High-performance liquid chromatographic determination of the conjugate metabolites of moxisylyte in human plasma and urine

Sensitive and specific high-performance liquid chromatographic methods with fluorescence detection are described for the determination of the metabolites of mox sylyte (4-(2-dimethylaminoethoxy)-5-isopropyl-2-methylphenyl acetate) in human plasma and urine. Deacetylmoxisylyte glucuroconjugate (DAM-G) was hydrolysed enzymatically using β-glucuronidase and quantified as the difference between the DAM concentrations determined after and before hydrolysis. The two sulphate derivatives (deacetylmoxisy;yte sulphoconjugate, DAM-S and monomethyldeacetylmoxisylyte sulphoconjugate, MDAM-S), were analysed without prior hydrolysis.
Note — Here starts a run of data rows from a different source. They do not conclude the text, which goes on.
//! Exclusive per-root lock held for the duration of a traversal.

use tracing::{debug, warn};
use uuid::Uuid;

use crate::db::Database;
use crate::errors::WcError;

/// RAII guard for the working-copy root lock. Dropping it releases the lock.
pub struct WcLockGuard<'a> {
    db: &'a Database,
    owner: String,
}

impl<'a> WcLockGuard<'a> {
    /// Take the lock or fail with [`WcError::Locked`] naming the holder.
    pub(crate) fn acquire(db: &'a Database, root: &str) -> Result<Self, WcError> {
        let owner = Uuid::new_v4().to_string();
        if let Some(holder) = db.acquire_wc_lock(&owner)? {
            return Err(WcError::Locked {
                root: root.to_string(),
                owner: holder.owner,
                acquired_at: holder.acquired_at,
            });
        }
        debug!(root, owner = %owner, "working-copy lock taken");
        Ok(Self { db, owner })
    }

    pub fn owner(&self) -> &str {
        &self.owner
    }
}

impl Drop for WcLockGuard<'_> {
    fn drop(&mut self) {
        if let Err(e) = self.db.release_wc_lock(&self.owner) {
            warn!(owner = %self.owner, error = %e, "failed to release working-copy lock");
        }
    }
}
use crate::config::{WcConfig, ADMIN_DIR};
use crate::conflict::{ConflictKind, ConflictStore};
use crate::db::Database;
use crate::errors::{DatabaseError, WcError};
use crate::filter;
use crate::mergeinfo::Mergeinfo;
use crate::models::{
    self, Depth, LockInfo, NodeKind, Properties, Revnum, Schedule, WorkingNode, PROP_MERGEINFO,
};
use crate::status::IgnoreRules;
use crate::target;

pub use lock::WcLockGuard;

const DB_FILE: &str = "wc.db";

/// Handle on one working copy.
pub struct WorkingCopy {
    root: PathBuf,
    db: Database,
    config: WcConfig,
}
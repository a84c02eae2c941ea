//! Holds the per-key chord and color tables (what each of the 16 keys does)

use smart_leds::{colors, RGB8};

use crate::config;
use crate::keycodes::Symbol::{self, *};

/// The keycodes one key sends, all together in a single report
pub type Chord = &'static [Symbol];

/// How many regular (non-modifier) keycodes fit in one HID boot report
pub const REPORT_KEYS: usize = 6;

/// What gets sent when each key is pressed (and re-sent while it's held).
/// An empty chord is a valid "does nothing" key.
pub static KEYMAP: [Chord; config::KEY_COUNT] = [
    &[F9],         // 0
    &[Delete],     // 1
    &[Command, Y], // 2 (redo)
    &[Command, Z], // 3 (undo)
    &[Left, F11],  // 4
    &[Grave],      // 5
    &[Left],       // 6
    &[Tab],        // 7
    &[Shift, F12], // 8
    &[Insert],     // 9
    &[Down],       // 10
    &[Up],         // 11
    &[],           // 12 (spare)
    &[Backspace],  // 13
    &[Right],      // 14
    &[Space],      // 15
];

/// The static color each key's LED gets at startup
#[derive(Debug, Clone, Copy, PartialEq, Eq)]
pub enum Color {
    Red,
    Off,
    Yellow,
    Green,
    Blue,
}

// NOTE: colors::GREEN is the half-bright HTML one (0,128,0) so we define our
// own full green here.  "Yellow" runs green at half power to warm it up a bit.
const RED: RGB8 = colors::RED;
const OFF: RGB8 = colors::BLACK;
const YELLOW: RGB8 = RGB8 { r: 255, g: 127, b: 0 };
const GREEN: RGB8 = RGB8 { r: 0, g: 255, b: 0 };
const BLUE: RGB8 = colors::BLUE;

impl Color {
    pub const fn rgb(self) -> RGB8 {
        match self {
            Color::Red => RED,
            Color::Off => OFF,
            Color::Yellow => YELLOW,
            Color::Green => GREEN,
            Color::Blue => BLUE,
        }
    }
}

/// Which color goes on which key (same indexing as KEYMAP)
pub static RGB_MAP: [Color; config::KEY_COUNT] = [
    Color::Red, Color::Off, Color::Yellow, Color::Yellow, // keys 0-3
    Color::Off, Color::Green, Color::Blue, Color::Off, // keys 4-7
    Color::Off, Color::Green, Color::Blue, Color::Blue, // keys 8-11
    Color::Red, Color::Off, Color::Blue, Color::Off, // keys 12-15
];

/// RGB_MAP resolved to raw RGB values, ready to write to the LED strip
pub fn led_colors() -> [RGB8; config::KEY_COUNT] {
    let mut out = [RGB8::default(); config::KEY_COUNT];
    for (i, color) in RGB_MAP.iter().enumerate() {
        out[i] = color.rgb();
    }
    out
}

/// Ways a chord can be structurally broken
#[derive(Debug, Clone, Copy, PartialEq, Eq)]
pub enum ConfigError {
    /// More symbols than the fixed chord capacity
    ChordTooLong { key: usize, len: usize },
    /// More regular keycodes than one HID report can carry
    TooManyKeys { key: usize, count: usize },
    /// The same symbol twice in one chord
    DuplicateSymbol { key: usize, symbol: Symbol },
}

/// Checks a single chord for structural problems
pub fn validate_chord(key: usize, chord: Chord) -> Result<(), ConfigError> {
    if chord.len() > config::MAX_CHORD {
        return Err(ConfigError::ChordTooLong {
            key,
            len: chord.len(),
        });
    }
    let count = chord.iter().filter(|symbol| !symbol.is_modifier()).count();
    if count > REPORT_KEYS {
        return Err(ConfigError::TooManyKeys { key, count });
    }
    for (i, symbol) in chord.iter().enumerate() {
        if chord[..i].contains(symbol) {
            return Err(ConfigError::DuplicateSymbol {
                key,
                symbol: *symbol,
            });
        }
    }
    Ok(())
}

/// Checks every key's chord.  Runs once in init() before the scan timer
/// starts; a bad table is fatal (there's no sensible way to run with one).
pub fn validate() -> Result<(), ConfigError> {
    for (key, chord) in KEYMAP.iter().enumerate() {
        validate_chord(key, *chord)?;
    }
    Ok(())
}
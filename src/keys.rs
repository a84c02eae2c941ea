//! The equivalent of Keyberon's matrix.rs but for direct-wired switches
//! (every key gets its own GPIO so there's no matrix to walk)

use core::ops::{Index, IndexMut};

use crate::config;

/// A debounced state change on one key, in the order the scan found them
#[derive(Debug, Clone, Copy, PartialEq, Eq)]
pub enum KeyEvent {
    /// The key went down (debounced)
    Press(u8),
    /// The key has been down long enough to start auto-repeating
    Hold(u8),
    /// The key came back up (debounced)
    Release(u8),
}

/// Everything one scan cycle can produce (a key can emit at most Press+Hold)
pub type EventQueue = heapless::Vec<KeyEvent, { 2 * config::KEY_COUNT }>;

#[derive(Debug, Default, Clone, Copy, PartialEq, Eq)]
pub struct KeyState {
    pub pressed: bool,
    /// Consecutive same-reading scan counter (0 = solidly up)
    pub integrator: u8,
    /// Uptime (ms) when the debounced press registered
    pub pressed_at: u32,
    /// Whether we already told the repeat engine about this press's hold
    pub hold_sent: bool,
}

impl KeyState {
    /// Marks the key down and restarts hold tracking
    pub fn press(&mut self, now_ms: u32) {
        self.pressed = true;
        self.pressed_at = now_ms;
        self.hold_sent = false;
    }

    /// Marks the key up
    pub fn release(&mut self) {
        self.pressed = false;
    }
}

/// Struct for storing the state of each key and pretty-printing it via rprintln
#[derive(Debug, Default, Clone)]
pub struct KeyStates {
    pub states: [KeyState; config::KEY_COUNT],
    pub pressed: usize, // Records how many keys are currently pressed
}

impl KeyStates {
    pub fn press(&mut self, key: usize, now_ms: u32) {
        self.states[key].press(now_ms);
        self.pressed_add();
    }
    pub fn release(&mut self, key: usize) {
        self.states[key].release();
        self.pressed_sub();
    }
    pub fn pressed_add(&mut self) {
        self.pressed += 1;
    }
    pub fn pressed_sub(&mut self) {
        self.pressed -= 1;
    }

    /// Feeds one raw sample for one key into the debouncer, pushing whatever
    /// events the new reading produces.  The integrator has to fill
    /// (*debounce_ticks* consecutive down samples) before a press registers
    /// and fully drain before the release does, so bounces shorter than the
    /// window disappear.  Hold fires once per press at *hold_ms*.
    pub fn update(
        &mut self,
        key: usize,
        down: bool,
        now_ms: u32,
        debounce_ticks: u8,
        hold_ms: u32,
        events: &mut EventQueue,
    ) {
        if down {
            if self.states[key].integrator < debounce_ticks {
                self.states[key].integrator += 1;
                if self.states[key].integrator == debounce_ticks && !self.states[key].pressed {
                    self.press(key, now_ms);
                    let _ = events.push(KeyEvent::Press(key as u8));
                }
            }
        } else if self.states[key].integrator > 0 {
            self.states[key].integrator -= 1;
            if self.states[key].integrator == 0 && self.states[key].pressed {
                self.release(key);
                let _ = events.push(KeyEvent::Release(key as u8));
            }
        }
        if self.states[key].pressed
            && !self.states[key].hold_sent
            && now_ms.wrapping_sub(self.states[key].pressed_at) >= hold_ms
        {
            self.states[key].hold_sent = true;
            let _ = events.push(KeyEvent::Hold(key as u8));
        }
    }
}

impl Index<usize> for KeyStates {
    type Output = KeyState;

    fn index(&self, i: usize) -> &KeyState {
        &self.states[i]
    }
}

impl IndexMut<usize> for KeyStates {
    fn index_mut<'a>(&'a mut self, i: usize) -> &'a mut KeyState {
        &mut self.states[i]
    }
}

// impl our super user-friendly terminal view into the whole pad
impl core::fmt::Display for KeyStates {
    fn fmt(&self, f: &mut core::fmt::Formatter) -> core::fmt::Result {
        let _ = f.write_str("Key states ('.'=up 'v'=down 'h'=held):\n");
        for row in 0..4 {
            for col in 0..4 {
                let i = row * 4 + col;
                let marker = if self.states[i].pressed && self.states[i].hold_sent {
                    'h'
                } else if self.states[i].pressed {
                    'v'
                } else {
                    '.'
                };
                let _ = f.write_fmt(format_args!("{:>2}:{}  ", i, marker));
            }
            let _ = f.write_str("\n");
        }
        Ok(())
    }
}
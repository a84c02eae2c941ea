//! Turns chords into HID reports and hands them to whatever sink is
//! listening (the USB keyboard class on hardware, a buffer in tests)

use core::fmt::Write;

use keyberon::key_code::{KbHidReport, KeyCode};

use crate::bindings;
use crate::config;

/// Where finished chord reports go
pub trait ChordSink {
    /// Submits the full chord report followed by the all-released report so
    /// the host sees one discrete press+release
    fn tap(&mut self, report: KbHidReport);
}

/// Collects every KeyCode in the key's chord into a single report; the whole
/// chord (modifiers included) reaches the host at once
pub fn chord_report(key: usize) -> KbHidReport {
    bindings::KEYMAP[key].iter().map(|s| s.key_code()).collect()
}

/// Writes the `{event} {key} {chord} {codes} {uptime}` diagnostic line,
/// assuming the debug_keys config flag is on
pub fn log_event<W: Write>(
    event: &str,
    key: usize,
    now_ms: u32,
    debug_keys: bool,
    debug: &mut W,
) {
    if !debug_keys {
        return;
    }
    let chord = bindings::KEYMAP[key];
    let codes: heapless::Vec<KeyCode, { config::MAX_CHORD }> =
        chord.iter().map(|s| s.key_code()).collect();
    let _ = writeln!(debug, "{} {} {:?} {:?} {}", event, key, chord, codes, now_ms);
}

/// Logs the event and taps the key's chord at the sink.  Keys bound to the
/// empty chord log but generate no USB traffic.
pub fn send_chord<S: ChordSink, W: Write>(
    event: &str,
    key: usize,
    now_ms: u32,
    debug_keys: bool,
    sink: &mut S,
    debug: &mut W,
) {
    log_event(event, key, now_ms, debug_keys, debug);
    if bindings::KEYMAP[key].is_empty() {
        return;
    }
    sink.tap(chord_report(key));
}

#[cfg(test)]
mod tests {
    use super::*;

    struct TestSink {
        taps: Vec<KbHidReport>,
    }

    impl TestSink {
        fn new() -> Self {
            Self { taps: Vec::new() }
        }
    }

    impl ChordSink for TestSink {
        fn tap(&mut self, report: KbHidReport) {
            self.taps.push(report);
        }
    }

    #[test]
    fn report_collects_the_whole_chord() {
        // Key 2 is redo: Command+Y in one report
        let expected: KbHidReport = [KeyCode::LGui, KeyCode::Y].iter().copied().collect();
        assert_eq!(chord_report(2), expected);
    }

    #[test]
    fn empty_chord_report_is_all_released() {
        assert_eq!(chord_report(12), KbHidReport::default());
    }

    #[test]
    fn noop_key_logs_but_taps_nothing() {
        let mut sink = TestSink::new();
        let mut log = String::new();
        send_chord("press", 12, 42, true, &mut sink, &mut log);
        assert!(sink.taps.is_empty());
        assert_eq!(log, "press 12 [] [] 42\n");
    }

    #[test]
    fn log_line_has_the_event_key_chord_codes_and_uptime() {
        let mut sink = TestSink::new();
        let mut log = String::new();
        send_chord("press", 2, 1234, true, &mut sink, &mut log);
        assert_eq!(log, "press 2 [Command, Y] [LGui, Y] 1234\n");
        assert_eq!(sink.taps.as_slice(), &[chord_report(2)]);
    }

    #[test]
    fn disabling_debug_keys_silences_the_log_but_not_the_send() {
        let mut sink = TestSink::new();
        let mut log = String::new();
        send_chord("press", 2, 1234, false, &mut sink, &mut log);
        assert!(log.is_empty());
        assert_eq!(sink.taps.len(), 1);
    }
}
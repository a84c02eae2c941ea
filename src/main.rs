// #![deny(unsafe_code)]
#![no_main]
#![no_std]

//! **NOTE:** To debug this firmware you need your STM32 board connected
//! to an ST-LINK debugger and [probe-run](1).  A `.cargo/config` file is
//! included and configured with `runner = "probe-run --chip STM32F401CC"`.
//!
//! This Riskey macro pad firmware is based on Keyberon.  Sixteen ordinary
//! switches wired straight to GPIOs (no matrix, no diodes), one WS2812B-B
//! LED per key, and every key bound to a full chord that taps on press and
//! auto-repeats while held.
//!
//! You'll also need to change the pins to whatever pins you're using with
//! your own board.  The default configuration uses:
//!
//! * `PA0-PA7`: Keys 0-7 (top two rows)
//! * `PB0, PB1, PB10, PB12`: Keys 8-11
//! * `PB13, PB14, PB15, PA8`: Keys 12-15
//! * `PB5`: WS2812B-B data line (SPI3 MOSI)
//!
//! **NOTE:** Key pins use the internal pull-ups; run the other side of
//! every switch to ground.
//!
//! [1]: https://github.com/knurling-rs/probe-run

extern crate panic_halt;

use core::fmt::Write;
use core::hint::spin_loop;

// Generic embedded stuff
use embedded_hal::digital::v2::InputPin;
use rtic::app;
use rtt_target::{rtt_init, UpChannel};
use stm32f4xx_hal::otg_fs::{UsbBusType, USB};
use stm32f4xx_hal::prelude::*;
use stm32f4xx_hal::spi::{NoMiso, NoSck, Spi};
use stm32f4xx_hal::{stm32, timer};
use usb_device::bus::UsbBusAllocator;
use usb_device::class::UsbClass; // Needed for keyboard.poll() to work
use usb_device::prelude::*;

// Keyboard-specific stuff
use keyberon::key_code::KbHidReport;

// Our own stuff
mod aliases;
use riskeypad16::dispatch::ChordSink;
use riskeypad16::keys::{EventQueue, KeyStates};
use riskeypad16::repeat::RepeatEngine;
use riskeypad16::{bindings, config, config_structs};

// WS2812/smart-leds stuff
use crate::ws2812::Ws2812;
use smart_leds::{brightness, SmartLedsWrite};
use ws2812_spi as ws2812;

type UsbKeyClass = keyberon::Class<'static, UsbBusType, Leds>;

// The per-key RGBs are painted once at startup and never change, so none of
// the lock indicators get wired up to anything:
pub struct Leds;
impl keyberon::keyboard::Leds for Leds {}

/// All sixteen switch pins in one bundle so tick() can walk them by index
pub struct KeyPins {
    k0: aliases::K0,
    k1: aliases::K1,
    k2: aliases::K2,
    k3: aliases::K3,
    k4: aliases::K4,
    k5: aliases::K5,
    k6: aliases::K6,
    k7: aliases::K7,
    k8: aliases::K8,
    k9: aliases::K9,
    k10: aliases::K10,
    k11: aliases::K11,
    k12: aliases::K12,
    k13: aliases::K13,
    k14: aliases::K14,
    k15: aliases::K15,
}

impl KeyPins {
    /// True when the key's switch is closed (pulled-up pins read low on press)
    fn is_down(&self, key: usize) -> bool {
        // This was the best I could do for iteration rather than repetition :(
        let reading = match key {
            0 => self.k0.is_low(),
            1 => self.k1.is_low(),
            2 => self.k2.is_low(),
            3 => self.k3.is_low(),
            4 => self.k4.is_low(),
            5 => self.k5.is_low(),
            6 => self.k6.is_low(),
            7 => self.k7.is_low(),
            8 => self.k8.is_low(),
            9 => self.k9.is_low(),
            10 => self.k10.is_low(),
            11 => self.k11.is_low(),
            12 => self.k12.is_low(),
            13 => self.k13.is_low(),
            14 => self.k14.is_low(),
            15 => self.k15.is_low(),
            _ => Ok(false), // The PCB only has 16 keys
        };
        reading.unwrap()
    }
}

#[app(device = stm32f4xx_hal::stm32, peripherals = true)]
const APP: () = {
    struct Resources {
        config: config_structs::Config,
        debug_ch0: UpChannel,
        debug_ch1: UpChannel,
        usb_key_dev: aliases::UsbKeyDevice,
        usb_keyboard: UsbKeyClass,
        timer: timer::Timer<stm32::TIM3>,
        // Held so the SPI3/PB5 claim outlives init() even though the colors
        // are only ever painted once:
        ws: aliases::SPIWS2812B,
        key_pins: KeyPins,
        key_states: KeyStates,
        repeat: RepeatEngine,
        uptime_ms: u32,
        debug_msg_counter: u16,
    }

    // This idle loop fixes a bug that prevents flashing without the reset pin connected to the ST-LINK:
    #[idle]
    fn idle(_: idle::Context) -> ! {
        loop {
            spin_loop();
        }
    }

    #[init]
    fn init(c: init::Context) -> init::LateResources {
        // Static stuff
        static mut EP_MEMORY: [u32; 1024] = [0; 1024];
        static mut USB_BUS: Option<UsbBusAllocator<UsbBusType>> = None;

        let keyboard_config = config_structs::KeyboardConfig {
            scan_rate: config::KEYBOARD_SCAN_RATE,
            usb_vid: config::KEYBOARD_USB_VID,
            usb_pid: config::KEYBOARD_USB_PID,
        };
        let keys_config = config_structs::KeysConfig {
            debounce_ticks: config::KEYS_DEBOUNCE_TICKS,
            hold_ms: config::KEYS_HOLD_MS,
        };
        let repeat_config = config_structs::RepeatConfig {
            fire_interval_ms: config::REPEAT_FIRE_INTERVAL_MS,
        };
        let leds_config = config_structs::LedsConfig {
            brightness: config::LEDS_BRIGHTNESS,
        };
        let dev_config = config_structs::DevConfig {
            debug_keys: config::DEV_DEBUG_KEYS,
            debug_refresh_interval: config::DEV_DEBUG_REFRESH_INTERVAL,
        };
        // Load our user-configured default Config
        let config = config_structs::Config {
            keyboard: keyboard_config,
            keys: keys_config,
            repeat: repeat_config,
            leds: leds_config,
            dev: dev_config,
        };

        // Boilerplate for setting up the board
        let rcc = c.device.RCC.constrain();
        let clocks = rcc
            .cfgr
            .use_hse(25.mhz())
            .sysclk(84.mhz())
            .require_pll48clk()
            .freeze();

        // Setup a 1000Hz timer for the key scan (it also paces hold/repeat timing)
        let mut keys_timer =
            timer::Timer::tim3(c.device.TIM3, config::KEYBOARD_SCAN_RATE.hz(), clocks);
        keys_timer.listen(timer::Event::TimeOut);

        // So we can use GPIOs...
        let gpioa = c.device.GPIOA.split();
        let gpiob = c.device.GPIOB.split();

        // One pull-up input per switch; the keymap index order is baked in here
        let key_pins = KeyPins {
            k0: gpioa.pa0.into_pull_up_input(),
            k1: gpioa.pa1.into_pull_up_input(),
            k2: gpioa.pa2.into_pull_up_input(),
            k3: gpioa.pa3.into_pull_up_input(),
            k4: gpioa.pa4.into_pull_up_input(),
            k5: gpioa.pa5.into_pull_up_input(),
            k6: gpioa.pa6.into_pull_up_input(),
            k7: gpioa.pa7.into_pull_up_input(),
            k8: gpiob.pb0.into_pull_up_input(),
            k9: gpiob.pb1.into_pull_up_input(),
            k10: gpiob.pb10.into_pull_up_input(),
            k11: gpiob.pb12.into_pull_up_input(),
            k12: gpiob.pb13.into_pull_up_input(),
            k13: gpiob.pb14.into_pull_up_input(),
            k14: gpiob.pb15.into_pull_up_input(),
            k15: gpioa.pa8.into_pull_up_input(),
        };

        // Setup WS2812B-B SPI output
        let mosi = gpiob
            .pb5
            .into_alternate_af6()
            .set_speed(stm32f4xx_hal::gpio::Speed::VeryHigh);
        // Configure SPI with 3Mhz rate
        let spi = Spi::spi3(
            c.device.SPI3,
            (NoSck, NoMiso, mosi),
            ws2812::MODE,
            3_000_000.hz(),
            clocks,
        );
        let mut ws = Ws2812::new(spi);
        // The key colors are static: paint them once and let the LEDs latch
        let led_data = bindings::led_colors();
        ws.write(brightness(
            led_data.iter().cloned(),
            config::LEDS_BRIGHTNESS,
        ))
        .unwrap();

        // USB Stuff
        let usb = USB {
            // FULL SPEEEEEEEEEEEED! (aka FS)
            usb_global: c.device.OTG_FS_GLOBAL,
            usb_device: c.device.OTG_FS_DEVICE,
            usb_pwrclk: c.device.OTG_FS_PWRCLK,
            pin_dm: gpioa.pa11.into_alternate_af10(),
            pin_dp: gpioa.pa12.into_alternate_af10(),
            hclk: clocks.hclk(), // stm32f4xx_hal version 0.9+ requires this
        };
        *USB_BUS = Some(UsbBusType::new(usb, EP_MEMORY));
        let usb_bus = USB_BUS.as_ref().unwrap();

        // Setup the rest of the USB stuff
        let usb_keyboard = keyberon::new_class(usb_bus, Leds);
        let usb_vid_pid = UsbVidPid(config::KEYBOARD_USB_VID, config::KEYBOARD_USB_PID);
        let usb_key_dev = UsbDeviceBuilder::new(usb_bus, usb_vid_pid)
            .manufacturer("Riskable")
            .product("Riskeypad 16")
            .serial_number(concat!(env!("CARGO_PKG_VERSION"), "+", env!("SERIALNOW")))
            .max_power(500) // Pull out as much as we can (for now)!
            .build();

        // Keep track of debounce/hold state and what's currently auto-repeating
        let key_states: KeyStates = Default::default();
        let repeat = RepeatEngine::new();
        let uptime_ms: u32 = 0;
        let debug_msg_counter: u16 = 0;

        // Setup some rtt-target debugging:
        let rtt_channels = rtt_init! { // NOTE: DO NOT MOVE THIS HIGHER
            up: {
                0: {
                    size: 512
                    name: "Main"
                }
                1: {
                    size: 512
                    name: "Keys"
                }
            }
        };
        let mut debug_ch0: UpChannel = rtt_channels.up.0;
        let debug_ch1: UpChannel = rtt_channels.up.1;
        let _ = writeln!(debug_ch0, "init()");
        // A broken keymap means a broken build; refuse to come up as a
        // half-working keyboard
        if let Err(err) = bindings::validate() {
            let _ = writeln!(debug_ch0, "Keymap validation failed: {:?}", err);
            panic!("keymap validation failed");
        }

        init::LateResources {
            config,
            debug_ch0,
            debug_ch1,
            usb_key_dev,
            usb_keyboard,
            timer: keys_timer,
            ws,
            key_pins,
            key_states,
            repeat,
            uptime_ms,
            debug_msg_counter,
        }
    }

    #[task(binds = TIM3, priority = 2, resources = [
        config, debug_msg_counter, usb_keyboard, key_pins, key_states, repeat,
        uptime_ms, debug_ch0, debug_ch1, timer])]
    fn tick(mut c: tick::Context) {
        c.resources.timer.clear_interrupt(timer::Event::TimeOut);
        // Shortcuts:
        let debug_ch0 = c.resources.debug_ch0;
        let key_pins = c.resources.key_pins;
        let key_states = c.resources.key_states;
        let repeat = c.resources.repeat;
        let debug_msg_counter = c.resources.debug_msg_counter;
        // tick() is the only task that touches the config so no locks here
        let debounce_ticks = c.resources.config.keys.debounce_ticks;
        let hold_ms = c.resources.config.keys.hold_ms;
        let fire_interval_ms = c.resources.config.repeat.fire_interval_ms;
        let debug_keys = c.resources.config.dev.debug_keys == 1;
        let debug_refresh_interval = c.resources.config.dev.debug_refresh_interval;
        // Our one and only clock: milliseconds since boot, wrapping
        *c.resources.uptime_ms = c.resources.uptime_ms.wrapping_add(config::MS_PER_SCAN);
        let now_ms = *c.resources.uptime_ms;

        // Sample every switch and run it through the debouncer
        let mut events = EventQueue::new();
        for key in 0..config::KEY_COUNT {
            key_states.update(
                key,
                key_pins.is_down(key),
                now_ms,
                debounce_ticks,
                hold_ms,
                &mut events,
            );
        }
        // Feed the events and then the clock to the repeat engine
        let mut sink = UsbSink {
            usb_keyboard: &mut c.resources.usb_keyboard,
        };
        for event in events {
            repeat.handle_event(event, now_ms, debug_keys, &mut sink, debug_ch0);
        }
        repeat.tick(now_ms, fire_interval_ms, debug_keys, &mut sink, debug_ch0);
        // Only post these debug messages as fast as DEBUG_REFRESH_INTERVAL because if we don't
        // they'll come in every 1ms and can you say, "insane screen flicker"? Cuz I can!
        if *debug_msg_counter > debug_refresh_interval {
            let _ = writeln!(c.resources.debug_ch1, "{}", key_states);
            *debug_msg_counter = 0;
        } else {
            *debug_msg_counter = debug_msg_counter.saturating_add(1);
        }
    }

    #[task(binds = OTG_FS, priority = 3, resources = [usb_key_dev, usb_keyboard])]
    fn usb_tx(mut c: usb_tx::Context) {
        usb_poll(&mut c.resources.usb_key_dev, &mut c.resources.usb_keyboard);
    }

    #[task(binds = OTG_FS_WKUP, priority = 3, resources = [usb_key_dev, usb_keyboard])]
    fn usb_rx(mut c: usb_rx::Context) {
        usb_poll(&mut c.resources.usb_key_dev, &mut c.resources.usb_keyboard);
    }
};

/// Glue between the repeat engine and the Keyberon USB class.  Each tap is
/// the full chord report followed by the all-released report so the host
/// registers one discrete press+release (and its own typematic repeat never
/// gets a chance to kick in).
struct UsbSink<'a, 'b> {
    usb_keyboard: &'a mut resources::usb_keyboard<'b>,
}

impl ChordSink for UsbSink<'_, '_> {
    fn tap(&mut self, report: KbHidReport) {
        send_keyboard_report(&report, self.usb_keyboard);
        send_keyboard_report(&KbHidReport::default(), self.usb_keyboard);
    }
}

fn send_keyboard_report(report: &KbHidReport, usb_keyboard: &mut resources::usb_keyboard<'_>) {
    use rtic::Mutex;
    if usb_keyboard.lock(|k| k.device_mut().set_keyboard_report(report.clone())) {
        while let Ok(0) = usb_keyboard.lock(|k| k.write(report.as_bytes())) {}
    }
}

fn usb_poll(usb_dev: &mut aliases::UsbKeyDevice, keyboard: &mut UsbKeyClass) {
    if usb_dev.poll(&mut [keyboard]) {
        keyboard.poll();
    }
}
Their extraction from plasma and urine, as well as that of DAM from plasma, involved the use of C₁₈ cartridges adapted on a Benchmate workstation. DAM in urine was quantified after liquid-liquid extraction. The two methods were validated for specificity, linearity, intra- and inter-day precision and accuracy. Precision was generally ≤15% and accuracy ≤12%. In plasma, the limits of quantification were 2.5 ng/ml for DAM and 2.8 ng/ml for the two sulphates; in urine, they were 40 ng/ml for DAM and 200 ng/ml for the sulphates. These methods were used for pharmacokinetic studies in healthy subjects.